#### WORK TASK
Count every line below that contains "Street", then give that count and nothing else.

#### INFORMATION SUPPLIED
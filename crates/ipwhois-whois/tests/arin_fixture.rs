use ipwhois_core::{LookupTarget, Rir};
use ipwhois_net::testing::StubNetwork;
use ipwhois_net::Net;
use ipwhois_whois::{Whois, WhoisOptions};

const ARIN_TWO_BLOCKS: &str = "\
#
# ARIN WHOIS data and services are subject to the Terms of Use
#

NetRange:       74.125.0.0 - 74.125.255.255
CIDR:           74.125.0.0/16
NetName:        GOOGLE
NetHandle:      NET-74-125-0-0-1
Parent:         NET74 (NET-74-0-0-0-0)
NetType:        Direct Allocation
Organization:   Google LLC (GOGL)
RegDate:        2007-03-13
Updated:        2012-02-24

OrgName:        Google LLC
OrgId:          GOGL
Address:        1600 Amphitheatre Parkway
Address:        Building 40
City:           Mountain View
StateProv:      CA
PostalCode:     94043
Country:        US
OrgAbuseEmail:  network-abuse@google.com

NetRange:       74.125.225.0 - 74.125.225.255
CIDR:           74.125.225.0/24
NetName:        GOOGLE-CUSTOMER
NetHandle:      NET-74-125-225-0-1
RegDate:        2011-06-01
Updated:        2011-06-02

CustName:       Example Customer
Address:        1 Main Street
City:           Springfield
StateProv:      IL
PostalCode:     62701
Country:        us
OrgTechEmail:   noc@example.com

";

fn offline() -> Whois {
    let stub = StubNetwork::new();
    let target = LookupTarget::parse("74.125.225.229").unwrap();
    Whois::new(Net::with_transport(target, stub.transport.clone()))
}

#[tokio::test]
async fn test_arin_two_blocks_end_to_end() {
    let result = offline()
        .lookup(Rir::Arin, &WhoisOptions::offline(ARIN_TWO_BLOCKS))
        .await
        .unwrap();

    assert_eq!(result.nets.len(), 2);

    let first = &result.nets[0];
    assert_eq!(first.cidr.as_deref(), Some("74.125.0.0/16"));
    assert_eq!(first.range.as_deref(), Some("74.125.0.0 - 74.125.255.255"));
    assert_eq!(first.name.as_deref(), Some("GOOGLE"));
    assert_eq!(first.handle.as_deref(), Some("NET-74-125-0-0-1"));
    assert_eq!(first.description.as_deref(), Some("Google LLC"));
    assert_eq!(first.country.as_deref(), Some("US"));
    assert_eq!(first.state.as_deref(), Some("CA"));
    assert_eq!(first.city.as_deref(), Some("Mountain View"));
    assert_eq!(
        first.address.as_deref(),
        Some("1600 Amphitheatre Parkway\nBuilding 40")
    );
    assert_eq!(first.postal_code.as_deref(), Some("94043"));
    assert_eq!(first.emails, Some(vec!["network-abuse@google.com".to_string()]));
    assert_eq!(first.created.as_deref(), Some("2007-03-13T00:00:00"));
    assert_eq!(first.updated.as_deref(), Some("2012-02-24T00:00:00"));

    let second = &result.nets[1];
    assert_eq!(second.cidr.as_deref(), Some("74.125.225.0/24"));
    assert_eq!(second.range.as_deref(), Some("74.125.225.0 - 74.125.225.255"));
    assert_eq!(second.name.as_deref(), Some("GOOGLE-CUSTOMER"));
    assert_eq!(second.description.as_deref(), Some("Example Customer"));
    assert_eq!(second.country.as_deref(), Some("US"));
    assert_eq!(second.address.as_deref(), Some("1 Main Street"));
    assert_eq!(second.emails, Some(vec!["noc@example.com".to_string()]));
    assert_eq!(second.created.as_deref(), Some("2011-06-01T00:00:00"));
}

#[tokio::test]
async fn test_result_has_no_section_offsets() {
    let result = offline()
        .lookup(Rir::Arin, &WhoisOptions::offline(ARIN_TWO_BLOCKS))
        .await
        .unwrap();

    let json = serde_json::to_value(&result).unwrap();
    for net in json["nets"].as_array().unwrap() {
        let object = net.as_object().unwrap();
        assert!(!object.contains_key("start"));
        assert!(!object.contains_key("end"));
        assert!(!object.contains_key("section"));
    }
    assert!(json.get("raw").is_none());
}

#[tokio::test]
async fn test_field_list_limits_parsing() {
    let options = WhoisOptions {
        field_list: Some(vec!["name", "country"]),
        ..WhoisOptions::offline(ARIN_TWO_BLOCKS)
    };
    let result = offline().lookup(Rir::Arin, &options).await.unwrap();

    assert_eq!(result.nets[0].name.as_deref(), Some("GOOGLE"));
    assert_eq!(result.nets[0].country.as_deref(), Some("US"));
    assert!(result.nets[0].address.is_none());
    assert!(result.nets[0].emails.is_none());
    // CIDR and range come from sectioning, not the field list.
    assert!(result.nets[0].cidr.is_some());
}
//! Lookup configuration
//!
//! Timeouts, retry budget and proxy settings shared by every transport.
//! Values come from code or from `IPWHOIS_*` environment variables.

use std::env;
use std::time::Duration;
use thiserror::Error;

/// Configuration errors
#[derive(Error, Debug, Clone, PartialEq, Eq)]
pub enum ConfigError {
    /// Environment variable could not be parsed
    #[error("Invalid value for {var}: {value:?} ({reason})")]
    InvalidValue {
        var: &'static str,
        value: String,
        reason: String,
    },

    /// Proxy URL is not usable
    #[error("Invalid proxy URL: {0}")]
    InvalidProxy(String),
}

/// Result type for configuration operations
pub type Result<T> = std::result::Result<T, ConfigError>;

pub const ENV_TIMEOUT: &str = "IPWHOIS_TIMEOUT";
pub const ENV_RETRY_COUNT: &str = "IPWHOIS_RETRY_COUNT";
pub const ENV_RATE_LIMIT_TIMEOUT: &str = "IPWHOIS_RATE_LIMIT_TIMEOUT";
pub const ENV_PROXY: &str = "IPWHOIS_PROXY";

/// Settings for network lookups
///
/// `retry_count` is the total attempt budget for one transport call; a
/// value of zero still allows a single attempt.
#[derive(Debug, Clone, PartialEq, Eq)]
pub struct LookupConfig {
    /// Socket, DNS and HTTP timeout
    pub timeout: Duration,
    /// Attempts per transport call
    pub retry_count: u32,
    /// Sleep after an HTTP rate limit response
    pub rate_limit_timeout: Duration,
    /// HTTP(S) proxy URL
    pub proxy: Option<String>,
    /// User-Agent sent on HTTP requests
    pub user_agent: String,
}

impl LookupConfig {
    /// Create a configuration with default values
    pub fn new() -> Self {
        Self {
            timeout: Duration::from_secs(5),
            retry_count: 3,
            rate_limit_timeout: Duration::from_secs(120),
            proxy: None,
            user_agent: format!("ipwhois-rs/{}", env!("CARGO_PKG_VERSION")),
        }
    }

    /// Defaults overlaid with `IPWHOIS_*` environment variables
    pub fn from_env() -> Result<Self> {
        Self::from_vars(|name| env::var(name).ok())
    }

    /// Defaults overlaid with values from an arbitrary variable source
    pub fn from_vars<F>(lookup: F) -> Result<Self>
    where
        F: Fn(&str) -> Option<String>,
    {
        let mut config = Self::new();

        if let Some(value) = lookup(ENV_TIMEOUT) {
            config.timeout = Duration::from_secs(parse_u64(ENV_TIMEOUT, &value)?);
        }
        if let Some(value) = lookup(ENV_RETRY_COUNT) {
            config.retry_count = parse_u32(ENV_RETRY_COUNT, &value)?;
        }
        if let Some(value) = lookup(ENV_RATE_LIMIT_TIMEOUT) {
            config.rate_limit_timeout =
                Duration::from_secs(parse_u64(ENV_RATE_LIMIT_TIMEOUT, &value)?);
        }
        if let Some(value) = lookup(ENV_PROXY) {
            if !value.trim().is_empty() {
                config.proxy = Some(value.trim().to_string());
            }
        }

        config.validate()?;
        Ok(config)
    }

    /// Set the transport timeout
    pub fn with_timeout(mut self, timeout: Duration) -> Self {
        self.timeout = timeout;
        self
    }

    /// Set the attempt budget
    pub fn with_retry_count(mut self, retry_count: u32) -> Self {
        self.retry_count = retry_count;
        self
    }

    /// Set the HTTP rate limit sleep
    pub fn with_rate_limit_timeout(mut self, timeout: Duration) -> Self {
        self.rate_limit_timeout = timeout;
        self
    }

    /// Route HTTP requests through a proxy
    pub fn with_proxy(mut self, proxy: impl Into<String>) -> Self {
        self.proxy = Some(proxy.into());
        self
    }

    /// Number of attempts a transport call may make
    pub fn attempts(&self) -> u32 {
        self.retry_count.max(1)
    }

    /// Validate configuration values
    pub fn validate(&self) -> Result<()> {
        if self.timeout.is_zero() {
            return Err(ConfigError::InvalidValue {
                var: ENV_TIMEOUT,
                value: "0".to_string(),
                reason: "timeout must be positive".to_string(),
            });
        }

        if let Some(proxy) = &self.proxy {
            let scheme = proxy.split_once("://").map(|(s, _)| s);
            if !matches!(scheme, Some("http") | Some("https") | Some("socks5")) {
                return Err(ConfigError::InvalidProxy(mask_url(proxy)));
            }
        }

        Ok(())
    }

    /// Proxy URL for display, with credentials hidden
    pub fn masked_proxy(&self) -> Option<String> {
        self.proxy.as_deref().map(mask_url)
    }
}

impl Default for LookupConfig {
    fn default() -> Self {
        Self::new()
    }
}

fn parse_u64(var: &'static str, value: &str) -> Result<u64> {
    value
        .trim()
        .parse()
        .map_err(|e: std::num::ParseIntError| ConfigError::InvalidValue {
            var,
            value: value.to_string(),
            reason: e.to_string(),
        })
}

fn parse_u32(var: &'static str, value: &str) -> Result<u32> {
    let wide = parse_u64(var, value)?;
    u32::try_from(wide).map_err(|e| ConfigError::InvalidValue {
        var,
        value: value.to_string(),
        reason: e.to_string(),
    })
}

fn mask_url(url: &str) -> String {
    let (scheme, rest) = match url.split_once("://") {
        Some(parts) => parts,
        None => ("", url),
    };
    let host = match rest.rsplit_once('@') {
        Some((_, host)) => format!("****@{}", host),
        None => rest.to_string(),
    };
    if scheme.is_empty() {
        host
    } else {
        format!("{}://{}", scheme, host)
    }
}
//! National Internet Registry lookups
//!
//! JPNIC and KRNIC publish WHOIS data as HTML pages rather than RDAP. This
//! crate fetches those pages, splits them into networks, extracts fields with
//! per-registry tables, and resolves the admin and tech contacts each network
//! names. Contacts are cached by handle for the length of one lookup.
//!
//! # Examples
//!
//! ```
//! use ipwhois_core::Nir;
//! use ipwhois_nir::parse_nets;
//!
//! let page = "IPv4 Address       : 115.0.0.0 - 115.23.255.255 (/12+/13)\n\
//! Organization Name  : Korea Telecom\n\
//! Registered Date    : 20090409\n";
//!
//! let nets = parse_nets(page, Nir::Krnic, None);
//! assert_eq!(nets[0].name.as_deref(), Some("Korea Telecom"));
//! assert_eq!(nets[0].created.as_deref(), Some("2009-04-09T00:00:00"));
//! ```

pub mod nir;
pub mod tables;

pub use nir::{parse_nets, NirContact, NirContacts, NirNet, NirOptions, NirResult, NirWhois};
pub use tables::{nir_config, NirConfig};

#### PROBLEM SOLUTION
2